ASSIGNMENT —
Filter this listing down to the lines that contain the word "clap", and copy them.

SUPPLIED RECORDS —
# # #

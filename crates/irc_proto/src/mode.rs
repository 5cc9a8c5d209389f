//! Channel/user mode string grammar: alternating `+`/`-` sign followed by
//! one or more letters, with arguments consumed left-to-right for modes
//! that take one. Generalizes the teacher's `is_channel_mode`/
//! `valid_mode_channel_parser` (`channel_ops.rs`), which parsed the sign
//! groups but did not thread mode arguments through.

use std::collections::HashMap;

#[derive(Debug, Clone, Copy, PartialEq, Eq)]
pub enum Sign {
    Plus,
    Minus,
}

/// Whether a mode letter takes a parameter, per the ISUPPORT `CHANMODES`
/// classes `A,B,C,D`.
#[derive(Debug, Clone, Copy, PartialEq, Eq)]
pub enum ArgPolicy {
    /// Class A: list mode (ban/except/invex) — takes an argument on both
    /// set and unset; querying with no argument lists the set instead.
    List,
    /// Class B: always takes an argument, set or unset (e.g. channel key).
    Always,
    /// Class C: takes an argument only when being set (e.g. user limit).
    OnSet,
    /// Class D: never takes an argument (e.g. `i`, `m`, `n`, `s`, `t`).
    Never,
}

/// A parsed `CHANMODES=A,B,C,D` declaration, plus any extra single-letter
/// modes (from `EXCEPTS`/`INVEX`) folded into class A.
#[derive(Debug, Clone)]
pub struct ChanModeSpec {
    policies: HashMap<char, ArgPolicy>,
}

impl ChanModeSpec {
    /// Parses a `CHANMODES=beI,k,l,imnpst` style value.
    pub fn parse(chanmodes: &str) -> Self {
        let mut policies = HashMap::new();
        let classes: Vec<&str> = chanmodes.split(',').collect();
        let assign = |policies: &mut HashMap<char, ArgPolicy>, letters: &str, policy: ArgPolicy| {
            for c in letters.chars() {
                policies.insert(c, policy);
            }
        };
        if let Some(a) = classes.first() {
            assign(&mut policies, a, ArgPolicy::List);
        }
        if let Some(b) = classes.get(1) {
            assign(&mut policies, b, ArgPolicy::Always);
        }
        if let Some(c) = classes.get(2) {
            assign(&mut policies, c, ArgPolicy::OnSet);
        }
        if let Some(d) = classes.get(3) {
            assign(&mut policies, d, ArgPolicy::Never);
        }
        ChanModeSpec { policies }
    }

    pub fn with_prefix_modes(mut self, prefix_modes: &str) -> Self {
        // Member-rank modes (o/v/h/...) always take an argument, like class B.
        for c in prefix_modes.chars() {
            self.policies.entry(c).or_insert(ArgPolicy::Always);
        }
        self
    }

    pub fn policy_of(&self, letter: char) -> Option<ArgPolicy> {
        self.policies.get(&letter).copied()
    }
}

/// One decoded `(+|-)letter [arg]` unit.
#[derive(Debug, Clone, PartialEq, Eq)]
pub struct ModeChange {
    pub sign: Sign,
    pub letter: char,
    pub arg: Option<String>,
}

#[derive(Debug, Clone, PartialEq, Eq, thiserror::Error)]
pub enum ModeParseError {
    #[error("unknown mode letter '{0}'")]
    UnknownLetter(char),
    #[error("missing argument for mode '{0}'")]
    MissingArgument(char),
}

/// Parses a full mode-change command body (e.g. `+o-v alice bob` already
/// split into `"+o-v"` and `["alice", "bob"]`) into an ordered list of
/// [`ModeChange`]s, consuming `args` left to right. A class-A (list) mode
/// queried with no argument left still yields a `ModeChange` with
/// `arg: None` — the caller interprets that as "list the bans" rather than
/// an error.
pub fn parse_mode_changes(
    modestring: &str,
    args: &[String],
    spec: &ChanModeSpec,
) -> Result<Vec<ModeChange>, ModeParseError> {
    let mut changes = Vec::new();
    let mut sign = Sign::Plus;
    let mut args = args.iter();

    for c in modestring.chars() {
        match c {
            '+' => sign = Sign::Plus,
            '-' => sign = Sign::Minus,
            letter => {
                let policy = spec
                    .policy_of(letter)
                    .ok_or(ModeParseError::UnknownLetter(letter))?;
                let takes_arg = match policy {
                    ArgPolicy::Never => false,
                    ArgPolicy::Always => true,
                    ArgPolicy::OnSet => sign == Sign::Plus,
                    ArgPolicy::List => true,
                };
                let arg = if takes_arg {
                    match args.next() {
                        Some(a) => Some(a.clone()),
                        None if policy == ArgPolicy::List => None,
                        None => return Err(ModeParseError::MissingArgument(letter)),
                    }
                } else {
                    None
                };
                changes.push(ModeChange { sign, letter, arg });
            }
        }
    }
    Ok(changes)
}

#[cfg(test)]
mod tests {
    use super::*;

    fn spec() -> ChanModeSpec {
        ChanModeSpec::parse("beI,k,l,imnpst")
    }

    #[test]
    fn list_mode_with_no_args_queries() {
        let changes = parse_mode_changes("+b", &[], &spec()).unwrap();
        assert_eq!(
            changes,
            vec![ModeChange {
                sign: Sign::Plus,
                letter: 'b',
                arg: None
            }]
        );
    }

    #[test]
    fn key_and_limit_consume_args_in_order() {
        let args = vec!["secret".to_string(), "42".to_string()];
        let changes = parse_mode_changes("+kl", &args, &spec()).unwrap();
        assert_eq!(changes[0].arg.as_deref(), Some("secret"));
        assert_eq!(changes[1].arg.as_deref(), Some("42"));
    }

    #[test]
    fn limit_unset_takes_no_arg() {
        let changes = parse_mode_changes("-l", &[], &spec()).unwrap();
        assert_eq!(changes[0].arg, None);
    }

    #[test]
    fn key_unset_still_requires_arg() {
        // class B (always) requires an arg on unset too.
        let err = parse_mode_changes("-k", &[], &spec()).unwrap_err();
        assert_eq!(err, ModeParseError::MissingArgument('k'));
    }

    #[test]
    fn mixed_sign_groups() {
        let changes = parse_mode_changes("+i-m+t", &[], &spec()).unwrap();
        assert_eq!(changes.len(), 3);
        assert_eq!(changes[0].sign, Sign::Plus);
        assert_eq!(changes[1].sign, Sign::Minus);
        assert_eq!(changes[2].sign, Sign::Plus);
    }

    #[test]
    fn unknown_letter_rejected() {
        assert_eq!(
            parse_mode_changes("+z", &[], &spec()).unwrap_err(),
            ModeParseError::UnknownLetter('z')
        );
    }
}
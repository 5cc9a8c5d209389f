//! Shared, I/O-free IRC wire protocol: casefolding, message codec,
//! mode-string grammar, ISUPPORT table, and numeric reply catalogue.
//!
//! `irc_server` and `irc_client` both depend on this crate so the two sides
//! of the protocol can never disagree about how a line is framed or a
//! nickname is compared.

pub mod casefold;
pub mod error;
pub mod isupport;
pub mod message;
pub mod mode;
pub mod numeric;
pub mod valid;

pub use casefold::CaseMapping;
pub use error::ProtocolError;
pub use isupport::ISupport;
pub use message::{CodecError, Message, Tag};
pub use mode::{ArgPolicy, ChanModeSpec, ModeChange, ModeParseError, Sign};
pub use numeric::Numeric;
pub use valid::{is_valid_channel_name, is_valid_nickname};
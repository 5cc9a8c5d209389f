//! Protocol errors: client misuse that is answered with a numeric reply and
//! never terminates the session. Generalizes the teacher's `IrcError`
//! (`irc_server/src/errors.rs`), which only covered two ad-hoc parsing
//! variants, into the full set WorldModel operations can raise.

use crate::numeric::Numeric;
use thiserror::Error;

#[derive(Debug, Clone, PartialEq, Eq, Error)]
pub enum ProtocolError {
    #[error("no such nick: {0}")]
    NoSuchNick(String),
    #[error("no such channel: {0}")]
    NoSuchChannel(String),
    #[error("cannot send to channel: {0}")]
    CannotSendToChan(String),
    #[error("not registered")]
    NotRegistered,
    #[error("nickname in use: {0}")]
    NicknameInUse(String),
    #[error("erroneous nickname: {0}")]
    ErroneousNickname(String),
    #[error("passwd mismatch")]
    PasswdMismatch,
    #[error("already registered")]
    AlreadyRegistered,
    #[error("need more params: {0}")]
    NeedMoreParams(String),
    #[error("unknown command: {0}")]
    UnknownCommand(String),
    #[error("banned from chan: {0}")]
    BannedFromChan(String),
    #[error("invite only chan: {0}")]
    InviteOnlyChan(String),
    #[error("bad channel key: {0}")]
    BadChannelKey(String),
    #[error("channel is full: {0}")]
    ChannelIsFull(String),
    #[error("chan o-priv needed: {0}")]
    ChanOPrivsNeeded(String),
    #[error("not on channel: {0}")]
    NotOnChannel(String),
    #[error("unknown mode char: {0}")]
    UnknownMode(char),
    #[error("users don't match")]
    UsersDontMatch,
    #[error("unknown user mode flag")]
    UModeUnknownFlag,
    #[error("no O-lines for your host")]
    NoOperHost,
}

impl ProtocolError {
    /// Converts to the numeric reply that answers this error on the wire.
    pub fn into_numeric(self) -> Numeric {
        match self {
            ProtocolError::NoSuchNick(nick) => Numeric::ErrNoSuchNick { nick },
            ProtocolError::NoSuchChannel(channel) => Numeric::ErrNoSuchChannel { channel },
            ProtocolError::CannotSendToChan(channel) => Numeric::ErrCannotSendToChan { channel },
            ProtocolError::NotRegistered => Numeric::ErrNotRegistered {},
            ProtocolError::NicknameInUse(nick) => Numeric::ErrNicknameInUse { nick },
            ProtocolError::ErroneousNickname(nick) => Numeric::ErrErroneousNickname { nick },
            ProtocolError::PasswdMismatch => Numeric::ErrPasswdMismatch {},
            ProtocolError::AlreadyRegistered => Numeric::ErrAlreadyRegistered {},
            ProtocolError::NeedMoreParams(command) => Numeric::ErrNeedMoreParams { command },
            ProtocolError::UnknownCommand(command) => Numeric::ErrUnknownCommand { command },
            ProtocolError::BannedFromChan(channel) => Numeric::ErrBannedFromChan { channel },
            ProtocolError::InviteOnlyChan(channel) => Numeric::ErrInviteOnlyChan { channel },
            ProtocolError::BadChannelKey(channel) => Numeric::ErrBadChannelKey { channel },
            ProtocolError::ChannelIsFull(channel) => Numeric::ErrChannelIsFull { channel },
            ProtocolError::ChanOPrivsNeeded(channel) => Numeric::ErrChanOPrivsNeeded { channel },
            ProtocolError::NotOnChannel(channel) => Numeric::ErrNotOnChannel { channel },
            ProtocolError::UnknownMode(modechar) => Numeric::ErrUnknownMode { modechar },
            ProtocolError::UsersDontMatch => Numeric::ErrUsersDontMatch {},
            ProtocolError::UModeUnknownFlag => Numeric::ErrUModeUnknownFlag {},
            ProtocolError::NoOperHost => Numeric::ErrNoOperHost {},
        }
    }
}

#[cfg(test)]
mod tests {
    use super::*;

    #[test]
    fn nickname_in_use_maps_to_433() {
        let err = ProtocolError::NicknameInUse("bob".to_string());
        assert_eq!(err.into_numeric().code(), 433);
    }

    #[test]
    fn chan_o_privs_needed_maps_to_482() {
        let err = ProtocolError::ChanOPrivsNeeded("#room".to_string());
        assert_eq!(err.into_numeric().code(), 482);
    }
}
//! DCC SEND initiation. Speaks the same length-prefixed, opcode-tagged
//! binary protocol as `irc_server::file_transfer` (opcode constants and
//! frame shapes are duplicated here rather than shared, since they are wire
//! contract, not behavior, and `irc_client` does not depend on `irc_server`).
//!
//! The offered file flows through the server's own `FileTransferService`
//! rather than a direct peer-to-peer socket: this client connects out to
//! the server's file-transfer port as SENDER with a fresh token, and
//! announces that token (plus the server's address/port) to the peer over
//! CTCP so the peer's client can connect as RECEIVER to the same service.

use std::net::Ipv4Addr;
use std::path::Path;

use rand::RngCore;
use tokio::fs::File;
use tokio::io::{AsyncReadExt, AsyncWriteExt};
use tokio::net::TcpStream;

use crate::client::ClientCore;
use crate::config::ClientConfig;
use crate::errors::ClientError;

const OP_HELLO: u8 = 0x01;
const OP_DATA: u8 = 0x02;
const OP_EOF: u8 = 0x03;
const OP_ACK: u8 = 0x04;

const PROTOCOL_VERSION: u8 = 1;
const ROLE_SENDER: u8 = 1;
const CHUNK_LEN: usize = 32 * 1024;

const CTCP_DELIM: char = '\x01';

pub async fn offer_send(
    core: &ClientCore,
    target: &str,
    file_path: &Path,
    config: &ClientConfig,
) -> Result<(), ClientError> {
    let metadata = tokio::fs::metadata(file_path)
        .await
        .map_err(|e| ClientError::File(e.to_string()))?;
    let size = metadata.len();
    let filename = file_path
        .file_name()
        .and_then(|n| n.to_str())
        .unwrap_or("transfer.bin")
        .to_string();

    let mut token = [0u8; 16];
    rand::thread_rng().fill_bytes(&mut token);

    let service_host = config.hostname.clone();
    let service_port = config.dcc_service_port;
    let public_addr = config.my_address.unwrap_or(Ipv4Addr::LOCALHOST);

    let token_hex = token.iter().map(|b| format!("{b:02x}")).collect::<String>();
    let announcement = format!(
        "{CTCP_DELIM}DCC SEND {filename} {} {service_port} {size} {token_hex}{CTCP_DELIM}",
        u32::from(public_addr)
    );
    core.privmsg(target, &announcement).await;

    let mut socket = TcpStream::connect((service_host.as_str(), service_port))
        .await
        .map_err(ClientError::Io)?;
    let _ = socket.set_nodelay(true);

    send_hello(&mut socket, ROLE_SENDER, &token, &filename, size).await?;

    let mut file = File::open(file_path).await.map_err(|e| ClientError::File(e.to_string()))?;
    let mut buf = vec![0u8; CHUNK_LEN];
    let mut sent: u64 = 0;
    loop {
        let n = file.read(&mut buf).await.map_err(|e| ClientError::File(e.to_string()))?;
        if n == 0 {
            break;
        }
        write_data_frame(&mut socket, &buf[..n]).await?;
        sent += n as u64;
    }
    write_frame(&mut socket, OP_EOF, &[]).await?;

    let ack = read_ack(&mut socket).await?;
    if ack != sent {
        return Err(ClientError::DccFailed(format!(
            "sent {sent} bytes but receiver acknowledged {ack}"
        )));
    }
    Ok(())
}

async fn send_hello(
    socket: &mut TcpStream,
    role: u8,
    token: &[u8; 16],
    filename: &str,
    declared_size: u64,
) -> Result<(), ClientError> {
    let name_bytes = filename.as_bytes();
    let mut body = Vec::with_capacity(1 + 1 + 16 + 2 + name_bytes.len() + 8);
    body.push(PROTOCOL_VERSION);
    body.push(role);
    body.extend_from_slice(token);
    body.extend_from_slice(&(name_bytes.len() as u16).to_be_bytes());
    body.extend_from_slice(name_bytes);
    body.extend_from_slice(&declared_size.to_be_bytes());
    write_frame(socket, OP_HELLO, &body).await
}

async fn write_frame(socket: &mut TcpStream, opcode: u8, payload: &[u8]) -> Result<(), ClientError> {
    let len = (1 + payload.len()) as u32;
    socket.write_u32(len).await.map_err(ClientError::Io)?;
    socket.write_u8(opcode).await.map_err(ClientError::Io)?;
    socket.write_all(payload).await.map_err(ClientError::Io)
}

async fn write_data_frame(socket: &mut TcpStream, chunk: &[u8]) -> Result<(), ClientError> {
    let mut payload = Vec::with_capacity(4 + chunk.len());
    payload.extend_from_slice(&(chunk.len() as u32).to_be_bytes());
    payload.extend_from_slice(chunk);
    write_frame(socket, OP_DATA, &payload).await
}

async fn read_ack(socket: &mut TcpStream) -> Result<u64, ClientError> {
    let len = socket.read_u32().await.map_err(ClientError::Io)? as usize;
    if len < 9 {
        return Err(ClientError::DccFailed("malformed ACK frame".to_string()));
    }
    let mut buf = vec![0u8; len];
    socket.read_exact(&mut buf).await.map_err(ClientError::Io)?;
    if buf[0] != OP_ACK {
        return Err(ClientError::DccFailed(format!("expected ACK, got opcode {:#04x}", buf[0])));
    }
    Ok(u64::from_be_bytes(buf[1..9].try_into().unwrap()))
}
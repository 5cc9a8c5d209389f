//! Server configuration: TOML file (optional) merged with CLI flag
//! overrides, falling back to built-in defaults. Generalizes the teacher's
//! `Config::load` (`config.rs`), which only covered network/limits and had
//! no merge-with-CLI story since `bin/irc_server.rs` never parsed `clap`
//! args at all.

use std::fs;
use std::path::Path;

use irc_proto::CaseMapping;
use serde::Deserialize;

use crate::cli::Cli;

#[derive(Debug, Deserialize, Clone, Default)]
pub struct FileConfig {
    pub server: Option<ServerFileConfig>,
    pub network: Option<NetworkFileConfig>,
    pub limits: Option<LimitsFileConfig>,
    pub dcc: Option<DccFileConfig>,
}

#[derive(Debug, Deserialize, Clone, Default)]
pub struct ServerFileConfig {
    pub name: Option<String>,
    pub version: Option<String>,
    pub motd: Option<String>,
    pub password: Option<String>,
    pub casemapping: Option<String>,
    pub oper_name: Option<String>,
    pub oper_password: Option<String>,
}

#[derive(Debug, Deserialize, Clone, Default)]
pub struct NetworkFileConfig {
    pub bind_address: Option<String>,
    pub port: Option<u16>,
    pub file_transfer_port: Option<u16>,
    pub network_name: Option<String>,
}

#[derive(Debug, Deserialize, Clone, Default)]
pub struct LimitsFileConfig {
    pub max_nick_len: Option<usize>,
    pub max_channel_name_len: Option<usize>,
    pub max_topic_len: Option<usize>,
    pub outbound_queue_size: Option<usize>,
    pub ping_frequency_ms: Option<u64>,
    pub idle_timeout_ms: Option<u64>,
    pub whowas_history_len: Option<usize>,
    pub max_clients: Option<usize>,
}

#[derive(Debug, Deserialize, Clone, Default)]
pub struct DccFileConfig {
    pub port_min: Option<u16>,
    pub port_max: Option<u16>,
    pub idle_timeout_secs: Option<u64>,
}

/// Fully resolved configuration: file values override these defaults, CLI
/// flags override the file. Never left partially `Option`-valued once
/// resolved, unlike the teacher's `Config` whose `Option<usize>` fields
/// were unwrapped ad hoc at each call site.
#[derive(Debug, Clone)]
pub struct Config {
    pub server_name: String,
    pub network_name: String,
    pub version: String,
    pub motd: Vec<String>,
    pub password: Option<String>,
    pub casemapping: CaseMapping,
    pub bind_address: String,
    pub port: u16,
    pub file_transfer_port: u16,
    pub max_nick_len: usize,
    pub max_channel_name_len: usize,
    pub max_topic_len: usize,
    pub outbound_queue_size: usize,
    pub ping_frequency_ms: u64,
    pub idle_timeout_ms: u64,
    pub whowas_history_len: usize,
    pub max_clients: usize,
    pub oper_name: Option<String>,
    pub oper_password: Option<String>,
    pub dcc_port_min: u16,
    pub dcc_port_max: u16,
    pub dcc_idle_timeout_secs: u64,
    pub log_level: String,
    pub log_file: Option<std::path::PathBuf>,
}

impl Default for Config {
    fn default() -> Self {
        Config {
            server_name: "irc-muster".to_string(),
            network_name: "IRC-Muster".to_string(),
            version: env!("CARGO_PKG_VERSION").to_string(),
            motd: vec!["Welcome to irc-muster.".to_string()],
            password: None,
            casemapping: CaseMapping::Rfc1459,
            bind_address: "0.0.0.0".to_string(),
            port: 6667,
            file_transfer_port: 6668,
            max_nick_len: 9,
            max_channel_name_len: 50,
            max_topic_len: 390,
            outbound_queue_size: 256,
            ping_frequency_ms: 60_000,
            idle_timeout_ms: 120_000,
            whowas_history_len: 200,
            max_clients: 1024,
            oper_name: None,
            oper_password: None,
            dcc_port_min: 49152,
            dcc_port_max: 65535,
            dcc_idle_timeout_secs: 60,
            log_level: "info".to_string(),
            log_file: None,
        }
    }
}

impl FileConfig {
    pub fn load<P: AsRef<Path>>(path: P) -> Result<Self, Box<dyn std::error::Error>> {
        let content = fs::read_to_string(path)?;
        let config: FileConfig = toml::from_str(&content)?;
        Ok(config)
    }
}

impl Config {
    /// Merges built-in defaults, an optional parsed TOML file, and CLI flags,
    /// in ascending precedence.
    pub fn resolve(file: Option<FileConfig>, cli: &Cli) -> Self {
        let mut cfg = Config::default();

        if let Some(file) = file {
            if let Some(s) = file.server {
                if let Some(v) = s.name {
                    cfg.server_name = v;
                }
                if let Some(v) = s.version {
                    cfg.version = v;
                }
                if let Some(v) = s.motd {
                    cfg.motd = v.lines().map(str::to_string).collect();
                }
                cfg.password = s.password.or(cfg.password);
                if let Some(v) = s.casemapping.and_then(|s| CaseMapping::from_isupport_str(&s)) {
                    cfg.casemapping = v;
                }
                cfg.oper_name = s.oper_name.or(cfg.oper_name);
                cfg.oper_password = s.oper_password.or(cfg.oper_password);
            }
            if let Some(n) = file.network {
                if let Some(v) = n.bind_address {
                    cfg.bind_address = v;
                }
                if let Some(v) = n.port {
                    cfg.port = v;
                }
                if let Some(v) = n.file_transfer_port {
                    cfg.file_transfer_port = v;
                }
                if let Some(v) = n.network_name {
                    cfg.network_name = v;
                }
            }
            if let Some(l) = file.limits {
                if let Some(v) = l.max_nick_len {
                    cfg.max_nick_len = v;
                }
                if let Some(v) = l.max_channel_name_len {
                    cfg.max_channel_name_len = v;
                }
                if let Some(v) = l.max_topic_len {
                    cfg.max_topic_len = v;
                }
                if let Some(v) = l.outbound_queue_size {
                    cfg.outbound_queue_size = v;
                }
                if let Some(v) = l.ping_frequency_ms {
                    cfg.ping_frequency_ms = v;
                }
                if let Some(v) = l.idle_timeout_ms {
                    cfg.idle_timeout_ms = v;
                }
                if let Some(v) = l.whowas_history_len {
                    cfg.whowas_history_len = v;
                }
                if let Some(v) = l.max_clients {
                    cfg.max_clients = v;
                }
            }
            if let Some(d) = file.dcc {
                if let Some(v) = d.port_min {
                    cfg.dcc_port_min = v;
                }
                if let Some(v) = d.port_max {
                    cfg.dcc_port_max = v;
                }
                if let Some(v) = d.idle_timeout_secs {
                    cfg.dcc_idle_timeout_secs = v;
                }
            }
        }

        // CLI flags take final precedence.
        if let Some(v) = cli.port {
            cfg.port = v;
        }
        if let Some(v) = &cli.hostname {
            cfg.bind_address = v.clone();
        }
        if let Some(v) = cli.file_transfer_port {
            cfg.file_transfer_port = v;
        }
        if let Some(v) = &cli.password {
            cfg.password = Some(v.clone());
        }
        if let Some(v) = cli.idle_timeout_ms {
            cfg.idle_timeout_ms = v;
        }
        if let Some(v) = cli.ping_frequency_ms {
            cfg.ping_frequency_ms = v;
        }
        if let Some(v) = &cli.server_name {
            cfg.server_name = v.clone();
        }
        if let Some(v) = &cli.network_name {
            cfg.network_name = v.clone();
        }
        if let Some(v) = cli.max_clients {
            cfg.max_clients = v;
        }
        if let Some((min, max)) = cli.dcc_port_range {
            cfg.dcc_port_min = min;
            cfg.dcc_port_max = max;
        }
        if let Some(v) = &cli.oper_name {
            cfg.oper_name = Some(v.clone());
        }
        if let Some(v) = &cli.oper_password {
            cfg.oper_password = Some(v.clone());
        }
        if let Some(v) = &cli.motd_file {
            if let Ok(content) = fs::read_to_string(v) {
                cfg.motd = content.lines().map(str::to_string).collect();
            }
        }
        cfg.log_level = cli.log_level.clone();
        cfg.log_file = cli.log_file.clone();

        cfg
    }
}
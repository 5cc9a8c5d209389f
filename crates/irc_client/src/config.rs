//! Resolved client configuration, built from [`crate::cli::Cli`]. Mirrors the
//! shape of `irc_server::config::Config` (fully resolved, no leftover
//! `Option` fields to unwrap at call sites) without a TOML layer, since the
//! client's entire surface is exposed through CLI flags.

use std::net::Ipv4Addr;
use std::path::PathBuf;

use crate::cli::Cli;

#[derive(Debug, Clone)]
pub struct ClientConfig {
    pub hostname: String,
    pub port: u16,
    pub nick: String,
    pub realname: String,
    pub channel: Option<String>,
    pub ctcp_client_info: String,
    pub server_password: Option<String>,
    pub reconnect_attempts: u32,
    pub dcc_port_min: u16,
    pub dcc_port_max: u16,
    pub dcc_service_port: u16,
    pub log_level: String,
    pub log_file: Option<PathBuf>,
    pub my_address: Option<Ipv4Addr>,
}

impl ClientConfig {
    pub fn from_cli(cli: &Cli) -> Self {
        ClientConfig {
            hostname: cli.hostname.clone(),
            port: cli.port,
            nick: cli.nick.clone(),
            realname: cli.realname.clone().unwrap_or_else(|| cli.nick.clone()),
            channel: cli.channel.clone(),
            ctcp_client_info: cli
                .ctcp_client_info
                .clone()
                .unwrap_or_else(|| "PING VERSION TIME CLIENTINFO DCC".to_string()),
            server_password: cli.server_password.clone(),
            reconnect_attempts: cli.reconnect_attempts,
            dcc_port_min: cli.dcc_port_range.0,
            dcc_port_max: cli.dcc_port_range.1,
            dcc_service_port: cli.dcc_service_port.unwrap_or(cli.port + 1),
            log_level: cli.log_level.clone(),
            log_file: cli.log_file.clone(),
            my_address: cli.my_address,
        }
    }
}

#[cfg(test)]
mod tests {
    use super::*;
    use clap::Parser;

    #[test]
    fn realname_and_ctcp_info_default_from_nick_and_builtin_list() {
        let cli = Cli::parse_from(["irc-muster-client", "irc.example", "-n", "alice"]);
        let config = ClientConfig::from_cli(&cli);
        assert_eq!(config.realname, "alice");
        assert_eq!(config.ctcp_client_info, "PING VERSION TIME CLIENTINFO DCC");
        assert_eq!(config.dcc_service_port, 6668);
        assert_eq!(config.dcc_port_min, 49152);
        assert_eq!(config.dcc_port_max, 65535);
    }

    #[test]
    fn explicit_flags_override_defaults() {
        let cli = Cli::parse_from([
            "irc-muster-client",
            "irc.example",
            "-n",
            "alice",
            "-r",
            "Alice Example",
            "-p",
            "7000",
            "--dcc-service-port",
            "9000",
        ]);
        let config = ClientConfig::from_cli(&cli);
        assert_eq!(config.realname, "Alice Example");
        assert_eq!(config.port, 7000);
        assert_eq!(config.dcc_service_port, 9000);
    }
}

# # #

ANSWER TO THIS TASK —
//! no merge-with-CLI story since `bin/irc_server.rs` never parsed `clap`
    use clap::Parser;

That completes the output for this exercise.